In the second appeal, we sustained the probate court’s order requiring the estate to pay attorney fees for counsel that represented O’Keeffe in the first appeal. In the third appeal (which we consolidated with the second appeal) we affirmed three other court orders contested by Ronald.
II. Order Approving Fourth Accounting and Report
On August 31, 2006, O’Keeffe filed a petition for approval of the fourth accounting and status report. On October 2, 2006, Ronald filed an objection to the accounting. On October 3, 2006, Ronald filed a request for a statement of decision. That same day, the court held a hearing on the petition. At the hearing, Ronald asked the court to hold an evidentiary hearing to establish the reason why the estate proceedings had remained unresolved for so many years. The court took the matter under submission.

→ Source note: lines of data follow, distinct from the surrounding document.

// 该文件是 Daolu （道路） 项目的一部分。
// src/frame.rs - 帧与掩码定义
//
// 本文件根据 Apache 许可证第 2.0 版（以下简称“许可证”）授权使用；
// 除非遵守该许可证条款，否则您不得使用本文件。
// 您可通过以下网址获取许可证副本：
// http://www.apache.org/licenses/LICENSE-2.0
// 除非适用法律要求或书面同意，根据本许可协议分发的软件均按“原样”提供，
// 不附带任何形式的明示或暗示的保证或条件。
// 有关许可权限与限制的具体条款，请参阅本许可协议。
//
// Copyright (C) 2026 Johann Li <me@qinka.pro>, Wareless Group

use image::{GrayImage, Luma, RgbImage, imageops::FilterType};

const RGB_CHANNELS: usize = 3;

/// 可行驶区域像素的标记值
pub const MASK_ON: u8 = 255;

/// 输入帧，通道顺序固定为 RGB
pub type Frame = RgbImage;

/// 可行驶区域二值掩码
///
/// 每个像素为 0 或 [`MASK_ON`]。分辨率由分割模型决定，与输入帧无关。
#[derive(Debug, Clone, PartialEq)]
pub struct SegmentationMask {
  data: GrayImage,
}

impl SegmentationMask {
  /// 全零掩码
  pub fn empty(width: u32, height: u32) -> Self {
    Self {
      data: GrayImage::new(width, height),
    }
  }

  /// 按像素谓词生成掩码
  pub fn from_fn(width: u32, height: u32, mut on: impl FnMut(u32, u32) -> bool) -> Self {
    let data = GrayImage::from_fn(width, height, |x, y| {
      if on(x, y) { Luma([MASK_ON]) } else { Luma([0]) }
    });
    Self { data }
  }

  pub fn width(&self) -> u32 {
    self.data.width()
  }

  pub fn height(&self) -> u32 {
    self.data.height()
  }

  pub fn dimensions(&self) -> (u32, u32) {
    self.data.dimensions()
  }

  pub fn is_on(&self, x: u32, y: u32) -> bool {
    self.data.get_pixel(x, y)[0] > 0
  }

  /// 标记像素数量
  pub fn count_on(&self) -> usize {
    self.data.pixels().filter(|p| p[0] > 0).count()
  }

  /// 最近邻缩放，结果仍为二值
  pub fn resize_nearest(&self, width: u32, height: u32) -> Self {
    if self.dimensions() == (width, height) {
      return self.clone();
    }
    let data = image::imageops::resize(&self.data, width, height, FilterType::Nearest);
    Self { data }
  }

  pub fn as_gray_image(&self) -> &GrayImage {
    &self.data
  }

}

impl From<GrayImage> for SegmentationMask {
  /// 任何非零值都视为可行驶区域
  fn from(mut image: GrayImage) -> Self {
    for p in image.pixels_mut() {
      if p[0] > 0 {
        p[0] = MASK_ON;
      }
    }
    Self { data: image }
  }
}

/// 将 RGB 图像转为 NCHW 浮点张量数据
///
/// `normalize` 接收通道序号与 `[0, 1]` 范围内的像素值。
pub fn rgb_to_nchw_f32(image: &RgbImage, normalize: impl Fn(usize, f32) -> f32) -> Vec<f32> {
  let (width, height) = image.dimensions();
  let plane_size = (width * height) as usize;
  let mut data = vec![0f32; plane_size * RGB_CHANNELS];

  for (x, y, pixel) in image.enumerate_pixels() {
    let idx = (y * width + x) as usize;
    for c in 0..RGB_CHANNELS {
      data[c * plane_size + idx] = normalize(c, pixel[c] as f32 / 255.0);
    }
  }

  data
}

#[cfg(test)]
mod tests {
  use super::*;
  use image::Rgb;

  #[test]
  fn gray_image_is_binarized() {
    let mut gray = GrayImage::new(2, 1);
    gray.put_pixel(1, 0, Luma([17]));
    let mask = SegmentationMask::from(gray);
    assert!(!mask.is_on(0, 0));
    assert_eq!(mask.as_gray_image().get_pixel(1, 0)[0], MASK_ON);
  }

  #[test]
  fn nearest_resize_keeps_binary_values() {
    let mask = SegmentationMask::from_fn(4, 4, |x, _| x >= 2);
    let resized = mask.resize_nearest(13, 7);
    assert_eq!(resized.dimensions(), (13, 7));
    assert!(
      resized
        .as_gray_image()
        .pixels()
        .all(|p| p[0] == 0 || p[0] == MASK_ON)
    );
    assert!(!resized.is_on(0, 3));
    assert!(resized.is_on(12, 3));
  }

  #[test]
  fn nchw_layout_is_planar() {
    let mut image = RgbImage::new(2, 1);
    image.put_pixel(0, 0, Rgb([255, 0, 0]));
    image.put_pixel(1, 0, Rgb([0, 0, 255]));
    let data = rgb_to_nchw_f32(&image, |_, v| v);
    assert_eq!(data, vec![1.0, 0.0, 0.0, 0.0, 0.0, 1.0]);
  }
}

On November 28, 2006, the court filed a proposed statement of decision approving O’Keeffe’s petition and denying an evidentiary hearing. Citing to the invalid gift notices that had been filed on the 25th Avenue property in 1997, the court declared that Carolyn and Ronald “are the primary cause of the lack of closure.” On December 15, 2006, Ronald filed an objection and again requested an evidentiary hearing. The court granted Ronald’s request and the hearing was held on February 2, 2007.
On March 23, 2007, the court issued its statement of decision. On April 5, 2007, the court issued its order approving O’Keeffe’s accounting and status report. This appeal followed.
DISCUSSION
I. Standard of Review
Our review is guided by the following: “California appellate courts are generally constrained by three principles of appellate review: First, the trial court’s judgment is presumptively correct, such that error must be affirmatively demonstrated, and where the record is silent the reviewing court will indulge all reasonable inferences in support of the judgment. [Citations.] This means that an appellant must do more than assert error and leave it to the appellate court to search the record and the law books to test his claim. The appellant must present an adequate argument including citations to supporting authorities and to relevant portions of the record. [Citations.] Of course this also means that during trial, the parties must ensure that an adequate record is made of errors by which they are or may be aggrieved; ordinarily, errors not reflected in the trial record will not, and indeed cannot, sustain a reversal on appeal.” (Yield Dynamics, Inc. v. TEA Systems Corp. (2007) 154 Cal.App.4th 547, 556–557 (Yield Dynamics).)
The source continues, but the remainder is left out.